* What you will do:
Read the lines below and count those that have the word "Error". Respond with the number only.

* Material for this exercise:

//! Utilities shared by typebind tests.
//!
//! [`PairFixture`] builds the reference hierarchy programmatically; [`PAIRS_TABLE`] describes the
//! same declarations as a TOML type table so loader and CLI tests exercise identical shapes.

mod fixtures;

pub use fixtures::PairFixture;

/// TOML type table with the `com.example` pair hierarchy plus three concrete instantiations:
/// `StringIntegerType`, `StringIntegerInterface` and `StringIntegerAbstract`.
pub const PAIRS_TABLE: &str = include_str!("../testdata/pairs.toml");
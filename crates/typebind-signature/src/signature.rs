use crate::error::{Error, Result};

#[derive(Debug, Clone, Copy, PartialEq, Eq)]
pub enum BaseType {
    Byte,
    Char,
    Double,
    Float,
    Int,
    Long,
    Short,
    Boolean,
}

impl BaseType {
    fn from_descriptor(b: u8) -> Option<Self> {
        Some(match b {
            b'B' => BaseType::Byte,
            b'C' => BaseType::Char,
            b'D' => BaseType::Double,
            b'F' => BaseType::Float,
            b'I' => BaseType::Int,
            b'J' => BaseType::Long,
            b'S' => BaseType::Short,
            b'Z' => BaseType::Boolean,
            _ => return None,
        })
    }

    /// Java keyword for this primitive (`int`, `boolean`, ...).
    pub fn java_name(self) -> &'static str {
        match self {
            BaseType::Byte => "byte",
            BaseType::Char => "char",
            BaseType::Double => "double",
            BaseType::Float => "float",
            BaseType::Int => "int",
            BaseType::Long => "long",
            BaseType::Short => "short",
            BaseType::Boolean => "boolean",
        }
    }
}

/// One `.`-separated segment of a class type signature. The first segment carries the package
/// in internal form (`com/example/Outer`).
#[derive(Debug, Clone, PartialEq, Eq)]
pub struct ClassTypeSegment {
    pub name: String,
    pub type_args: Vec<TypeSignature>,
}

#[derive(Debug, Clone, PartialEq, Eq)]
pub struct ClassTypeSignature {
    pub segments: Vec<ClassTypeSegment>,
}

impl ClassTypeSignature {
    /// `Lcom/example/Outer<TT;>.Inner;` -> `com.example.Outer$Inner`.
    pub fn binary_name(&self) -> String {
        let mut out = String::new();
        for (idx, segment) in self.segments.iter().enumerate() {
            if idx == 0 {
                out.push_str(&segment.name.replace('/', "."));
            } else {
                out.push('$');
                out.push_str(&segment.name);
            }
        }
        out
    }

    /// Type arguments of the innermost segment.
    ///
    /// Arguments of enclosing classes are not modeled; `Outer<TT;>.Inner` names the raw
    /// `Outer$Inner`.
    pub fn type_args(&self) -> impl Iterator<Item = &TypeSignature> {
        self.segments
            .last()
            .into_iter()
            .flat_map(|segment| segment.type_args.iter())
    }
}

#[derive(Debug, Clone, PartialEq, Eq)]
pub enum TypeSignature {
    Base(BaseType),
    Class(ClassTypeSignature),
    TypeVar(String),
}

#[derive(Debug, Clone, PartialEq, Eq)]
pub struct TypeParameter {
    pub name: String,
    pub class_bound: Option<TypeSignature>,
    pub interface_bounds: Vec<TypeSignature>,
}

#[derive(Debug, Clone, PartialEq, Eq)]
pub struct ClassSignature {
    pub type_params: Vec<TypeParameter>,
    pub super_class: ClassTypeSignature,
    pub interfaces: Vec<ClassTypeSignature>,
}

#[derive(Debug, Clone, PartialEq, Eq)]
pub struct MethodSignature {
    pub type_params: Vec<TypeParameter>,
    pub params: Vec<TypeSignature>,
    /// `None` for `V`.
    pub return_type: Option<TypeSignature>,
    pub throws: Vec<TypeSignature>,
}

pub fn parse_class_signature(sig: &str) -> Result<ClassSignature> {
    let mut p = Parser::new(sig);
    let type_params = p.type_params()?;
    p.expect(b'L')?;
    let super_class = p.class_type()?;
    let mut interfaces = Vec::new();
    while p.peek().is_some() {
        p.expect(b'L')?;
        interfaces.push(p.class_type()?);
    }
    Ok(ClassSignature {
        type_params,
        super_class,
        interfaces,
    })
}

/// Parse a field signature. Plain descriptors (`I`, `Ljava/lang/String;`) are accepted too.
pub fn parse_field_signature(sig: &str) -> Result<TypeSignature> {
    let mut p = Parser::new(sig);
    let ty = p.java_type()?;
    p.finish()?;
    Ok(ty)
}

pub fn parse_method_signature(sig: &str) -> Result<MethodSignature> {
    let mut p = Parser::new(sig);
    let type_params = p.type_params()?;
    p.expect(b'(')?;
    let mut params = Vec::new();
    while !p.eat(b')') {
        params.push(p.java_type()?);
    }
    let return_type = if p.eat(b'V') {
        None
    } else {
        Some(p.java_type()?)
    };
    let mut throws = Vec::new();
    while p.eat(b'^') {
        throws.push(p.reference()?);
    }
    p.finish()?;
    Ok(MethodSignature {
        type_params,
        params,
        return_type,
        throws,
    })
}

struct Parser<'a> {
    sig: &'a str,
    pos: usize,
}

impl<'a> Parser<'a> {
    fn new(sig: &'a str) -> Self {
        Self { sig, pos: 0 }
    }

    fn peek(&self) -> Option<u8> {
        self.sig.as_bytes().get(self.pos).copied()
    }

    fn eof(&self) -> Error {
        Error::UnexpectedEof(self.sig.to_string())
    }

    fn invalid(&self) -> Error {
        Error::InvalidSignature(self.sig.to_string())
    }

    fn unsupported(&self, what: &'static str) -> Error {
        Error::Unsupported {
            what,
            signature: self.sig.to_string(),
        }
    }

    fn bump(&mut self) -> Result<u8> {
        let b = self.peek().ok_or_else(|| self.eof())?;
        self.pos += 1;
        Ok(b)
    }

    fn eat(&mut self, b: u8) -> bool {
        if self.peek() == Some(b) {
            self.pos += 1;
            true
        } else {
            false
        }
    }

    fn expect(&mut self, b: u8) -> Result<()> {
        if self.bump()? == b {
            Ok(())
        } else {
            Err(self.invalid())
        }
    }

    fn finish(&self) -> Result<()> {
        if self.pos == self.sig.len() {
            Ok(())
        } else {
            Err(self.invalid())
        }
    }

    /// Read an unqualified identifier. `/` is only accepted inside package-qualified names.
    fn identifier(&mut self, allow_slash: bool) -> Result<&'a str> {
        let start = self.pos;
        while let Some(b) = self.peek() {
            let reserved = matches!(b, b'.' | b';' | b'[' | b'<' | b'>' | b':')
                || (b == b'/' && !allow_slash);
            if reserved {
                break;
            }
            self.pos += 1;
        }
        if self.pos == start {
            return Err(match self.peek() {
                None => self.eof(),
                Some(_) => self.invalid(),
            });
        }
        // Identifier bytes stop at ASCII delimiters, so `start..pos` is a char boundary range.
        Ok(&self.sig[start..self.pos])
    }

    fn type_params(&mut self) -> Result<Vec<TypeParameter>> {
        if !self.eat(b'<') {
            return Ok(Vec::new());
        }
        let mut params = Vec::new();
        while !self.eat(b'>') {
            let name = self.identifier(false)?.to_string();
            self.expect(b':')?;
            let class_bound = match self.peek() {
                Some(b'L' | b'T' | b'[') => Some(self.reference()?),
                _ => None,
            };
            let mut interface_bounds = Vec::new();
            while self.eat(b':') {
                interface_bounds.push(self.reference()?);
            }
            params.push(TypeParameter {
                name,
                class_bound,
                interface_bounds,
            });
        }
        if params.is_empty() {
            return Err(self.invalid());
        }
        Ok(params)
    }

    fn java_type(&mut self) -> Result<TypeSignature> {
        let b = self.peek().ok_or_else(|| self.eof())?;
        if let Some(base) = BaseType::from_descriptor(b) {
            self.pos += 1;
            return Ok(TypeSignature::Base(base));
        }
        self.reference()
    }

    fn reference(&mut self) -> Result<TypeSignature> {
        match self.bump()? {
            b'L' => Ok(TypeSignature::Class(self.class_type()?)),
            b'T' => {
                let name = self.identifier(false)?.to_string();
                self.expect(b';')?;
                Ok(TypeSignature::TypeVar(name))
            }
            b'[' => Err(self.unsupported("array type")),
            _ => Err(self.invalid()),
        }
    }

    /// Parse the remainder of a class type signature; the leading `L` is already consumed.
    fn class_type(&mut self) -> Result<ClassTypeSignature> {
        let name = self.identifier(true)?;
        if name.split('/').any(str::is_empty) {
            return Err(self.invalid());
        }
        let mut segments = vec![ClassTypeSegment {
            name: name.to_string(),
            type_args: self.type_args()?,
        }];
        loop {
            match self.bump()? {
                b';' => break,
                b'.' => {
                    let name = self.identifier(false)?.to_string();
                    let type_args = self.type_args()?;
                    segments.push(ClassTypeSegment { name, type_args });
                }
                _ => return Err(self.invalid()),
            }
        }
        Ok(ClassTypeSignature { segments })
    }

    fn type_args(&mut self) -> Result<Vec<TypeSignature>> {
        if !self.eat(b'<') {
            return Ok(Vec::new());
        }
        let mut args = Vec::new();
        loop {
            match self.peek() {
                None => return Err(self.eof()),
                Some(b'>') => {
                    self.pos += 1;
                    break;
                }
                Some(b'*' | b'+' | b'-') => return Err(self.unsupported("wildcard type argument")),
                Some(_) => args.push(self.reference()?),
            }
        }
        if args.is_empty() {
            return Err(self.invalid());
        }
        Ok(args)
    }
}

* Task result:
7